India's homegrown Global Positioning System (GPS), the Indian Regional Navigation Satellite System (IRNSS), alternatively named NavIC, is slated to be operational early in 2018.
At present, NavIC is being tested for its accuracy and is most likely to be available in the market for public use early next year.
The testing of the system includes ground verification and calibration of NavIC data so as to calculate its accuracy. In fact, many academic institutions across India are involved in the testing and calibration of data.
The Indian system is expected to be significantly more accurate than the GPS powered by American satellites. The American GPS with 24 satellites in a constellation has wider reach and covers the entire world, while NavIC with seven satellites covers only India and its surroundings.
With the NavIC system, India joins the likes of the United States of America, Russia, and the European Union.
Key highlights of the Indian Regional Navigation Satellite System
• NavIC, which means sailor in Sanskrit, is capable of providing terrestrial, aerial and marine navigation, including vehicle tracking and fleet management, disaster management, visual and voice navigation.
• NavIC also stands for NAVigation with Indian Constellation.
• The system consists of a constellation of 3 satellites in Geostationary orbit (GEO), 4 satellites in Geosynchronous orbit (GSO), approximately 36000 kilometres altitude above earth surface, and two satellites on the ground as stand-by, in addition to ground stations.
• It was developed because access to foreign government-controlled global navigation satellite systems is not guaranteed in hostile situations, as happened to the Indian military in 1999 when it was dependent on the American Global Positioning System (GPS) during the Kargil War.

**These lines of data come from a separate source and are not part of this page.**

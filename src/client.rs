//! Reverse-geocoding client combining a service with a shared cache.

use crate::cache::GeocodeCache;
use crate::config::Config;
use crate::decode::decode_feature;
use crate::error::Result;
use crate::service::GeocodingService;
use geocluster_types::cluster::Cluster;
use geocluster_types::place::{Feature, PlaceRecord};
use std::sync::Arc;

/// Feature class of populated places (cities, towns, villages).
pub const POPULATED_PLACE: &str = "P";

/// Looks up places through a [`GeocodingService`], answering nearby-place
/// queries from a [`GeocodeCache`] whenever possible.
///
/// Several clients may share one cache:
///
/// ```rust,no_run
/// use std::sync::Arc;
/// use geocluster::{Config, GeocodeCache, GeocodingClient, GeonamesHttpService};
///
/// # fn main() -> geocluster::Result<()> {
/// let config = Config::default().with_geonames_user("demo");
/// let cache = Arc::new(GeocodeCache::from_config(&config));
///
/// let client = GeocodingClient::new(GeonamesHttpService::new(&config)?, cache.clone(), &config);
/// let other = GeocodingClient::new(GeonamesHttpService::new(&config)?, cache, &config);
///
/// let place = client.lookup_nearby_populated_place(41.9028, 12.4964)?;
/// // answered from the shared cache
/// let same = other.lookup_nearby_populated_place(41.90281, 12.49641)?;
/// assert_eq!(place, same);
/// # Ok(())
/// # }
/// ```
#[derive(Debug)]
pub struct GeocodingClient<S> {
    service: S,
    cache: Arc<GeocodeCache>,
    unspecified_code: String,
}

impl<S: GeocodingService> GeocodingClient<S> {
    pub fn new(service: S, cache: Arc<GeocodeCache>, config: &Config) -> Self {
        Self {
            service,
            cache,
            unspecified_code: config.unspecified_geonames_code.clone(),
        }
    }

    pub fn cache(&self) -> &Arc<GeocodeCache> {
        &self.cache
    }

    pub fn service(&self) -> &S {
        &self.service
    }

    /// Place nearest to a coordinate, optionally narrowed by feature class
    /// and code. Goes through the cache.
    pub fn lookup_nearby_place(
        &self,
        latitude: f64,
        longitude: f64,
        feature_class: Option<&str>,
        feature_code: Option<&str>,
    ) -> Result<PlaceRecord> {
        self.cache.lookup_nearby_place(
            &self.service,
            latitude,
            longitude,
            feature_class,
            feature_code,
            &self.unspecified_code,
        )
    }

    /// Nearest populated place, the usual lookup for a photo location.
    pub fn lookup_nearby_populated_place(&self, latitude: f64, longitude: f64) -> Result<PlaceRecord> {
        self.lookup_nearby_place(latitude, longitude, Some(POPULATED_PLACE), None)
    }

    /// Nearest populated place to the center of a cluster.
    pub fn lookup_cluster_place<M>(&self, cluster: &Cluster<M>) -> Result<PlaceRecord> {
        let center = cluster.center();
        self.lookup_nearby_populated_place(center.latitude, center.longitude)
    }

    /// A feature by id. Bypasses the cache; a status in the response is an
    /// error.
    pub fn lookup_feature(&self, geoname_id: u64) -> Result<Feature> {
        let raw = self.service.feature(geoname_id)?;
        decode_feature(raw)
    }
}

#[cfg(feature = "http")]
impl GeocodingClient<crate::service::GeonamesHttpService> {
    /// Client talking to GeoNames over HTTP with a fresh cache.
    pub fn from_config(config: &Config) -> Result<Self> {
        let service = crate::service::GeonamesHttpService::new(config)?;
        let cache = Arc::new(GeocodeCache::from_config(config));
        Ok(Self::new(service, cache, config))
    }
}
//! Configuration for geocoding and clustering.

use crate::error::Result;
use serde::de::Error;
use std::path::Path;

/// Scanner configuration consumed by the geocoder and the cluster reducer.
#[derive(Debug, Clone, serde::Serialize, serde::Deserialize)]
#[serde(deny_unknown_fields)]
pub struct Config {
    /// GeoNames account name sent with every request
    #[serde(default)]
    pub geonames_user: String,

    /// Language for place names returned by the geocoder
    #[serde(default = "Config::default_geonames_language")]
    pub geonames_language: String,

    /// Base URL of the GeoNames web services
    #[serde(default = "Config::default_geonames_api_url")]
    pub geonames_api_url: String,

    /// Stands in for any `*_code` field the geocoder leaves out
    #[serde(default = "Config::default_unspecified_geonames_code")]
    pub unspecified_geonames_code: String,

    /// Largest number of media allowed in one virtual folder
    #[serde(default = "Config::default_big_virtual_folders_threshold")]
    pub big_virtual_folders_threshold: usize,

    /// Two coordinates closer than this share a cached geocoder answer
    #[serde(default = "Config::default_cache_max_distance_meters")]
    pub cache_max_distance_meters: f64,
}

impl Config {
    fn default_geonames_language() -> String {
        "en".to_string()
    }

    fn default_geonames_api_url() -> String {
        "http://api.geonames.org/".to_string()
    }

    fn default_unspecified_geonames_code() -> String {
        "-".to_string()
    }

    const fn default_big_virtual_folders_threshold() -> usize {
        150
    }

    const fn default_cache_max_distance_meters() -> f64 {
        50.0
    }

    pub fn with_geonames_user(mut self, user: impl Into<String>) -> Self {
        self.geonames_user = user.into();
        self
    }

    pub fn with_geonames_language(mut self, language: impl Into<String>) -> Self {
        self.geonames_language = language.into();
        self
    }

    pub fn with_geonames_api_url(mut self, url: impl Into<String>) -> Self {
        self.geonames_api_url = url.into();
        self
    }

    pub fn with_unspecified_geonames_code(mut self, code: impl Into<String>) -> Self {
        self.unspecified_geonames_code = code.into();
        self
    }

    pub fn with_big_virtual_folders_threshold(mut self, threshold: usize) -> Self {
        assert!(threshold > 0, "Virtual folder threshold must be greater than zero");

        if threshold == 1 {
            log::warn!(
                "A virtual folder threshold of 1 puts every media item in its own folder"
            );
        }

        self.big_virtual_folders_threshold = threshold;
        self
    }

    pub fn with_cache_max_distance(mut self, meters: f64) -> Self {
        assert!(
            meters.is_finite() && meters > 0.0,
            "Cache distance must be a positive number of meters"
        );
        self.cache_max_distance_meters = meters;
        self
    }

    pub fn validate(&self) -> std::result::Result<(), String> {
        if self.big_virtual_folders_threshold == 0 {
            return Err("Virtual folder threshold must be greater than zero".to_string());
        }

        if !(self.cache_max_distance_meters.is_finite() && self.cache_max_distance_meters > 0.0) {
            return Err(format!(
                "Cache distance must be positive, got {}",
                self.cache_max_distance_meters
            ));
        }

        if self.geonames_api_url.is_empty() {
            return Err("GeoNames API URL must not be empty".to_string());
        }

        Ok(())
    }

    pub fn from_json(json: &str) -> std::result::Result<Self, serde_json::Error> {
        let config: Config = serde_json::from_str(json)?;
        if let Err(e) = config.validate() {
            return Err(serde_json::Error::custom(e));
        }
        Ok(config)
    }

    pub fn to_json(&self) -> std::result::Result<String, serde_json::Error> {
        serde_json::to_string_pretty(self)
    }

    #[cfg(feature = "toml")]
    pub fn from_toml(toml_str: &str) -> std::result::Result<Self, toml::de::Error> {
        let config: Config = toml::from_str(toml_str)?;
        if let Err(e) = config.validate() {
            return Err(toml::de::Error::custom(e));
        }
        Ok(config)
    }

    #[cfg(feature = "toml")]
    pub fn to_toml(&self) -> std::result::Result<String, toml::ser::Error> {
        toml::to_string_pretty(self)
    }

    /// Load a config file, picking the format from its extension.
    ///
    /// `.toml` files are parsed as TOML, anything else as JSON.
    pub fn from_file(path: impl AsRef<Path>) -> Result<Self> {
        let path = path.as_ref();
        let contents = std::fs::read_to_string(path)?;

        match path.extension().and_then(|e| e.to_str()) {
            #[cfg(feature = "toml")]
            Some("toml") => Ok(Self::from_toml(&contents)?),
            #[cfg(not(feature = "toml"))]
            Some("toml") => Err(crate::error::GeoError::InvalidConfig(format!(
                "{} is a TOML file but the `toml` feature is disabled",
                path.display()
            ))),
            _ => Ok(Self::from_json(&contents)?),
        }
    }
}

impl Default for Config {
    fn default() -> Self {
        Self {
            geonames_user: String::new(),
            geonames_language: Self::default_geonames_language(),
            geonames_api_url: Self::default_geonames_api_url(),
            unspecified_geonames_code: Self::default_unspecified_geonames_code(),
            big_virtual_folders_threshold: Self::default_big_virtual_folders_threshold(),
            cache_max_distance_meters: Self::default_cache_max_distance_meters(),
        }
    }
}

• The project to develop the system was approved by the Indian government in May 2006.
• The system will cover the entire country, Indian Ocean and its surroundings, with a reach till eastern parts of Arabian Peninsula in the west and up to some parts of China in the east. In the south, the system’s signals will work till Malaysia.
• It will provide standard positioning service to all users with a position accuracy of 5 metre.
• Unlike the GPS, NavIC system has dual frequency (S and L bands) allowing use of high and low frequency signals.
• The system will provide two levels of service, the standard positioning service will be open for civilian use, and a restricted service (an encrypted one) for authorized users (including the military).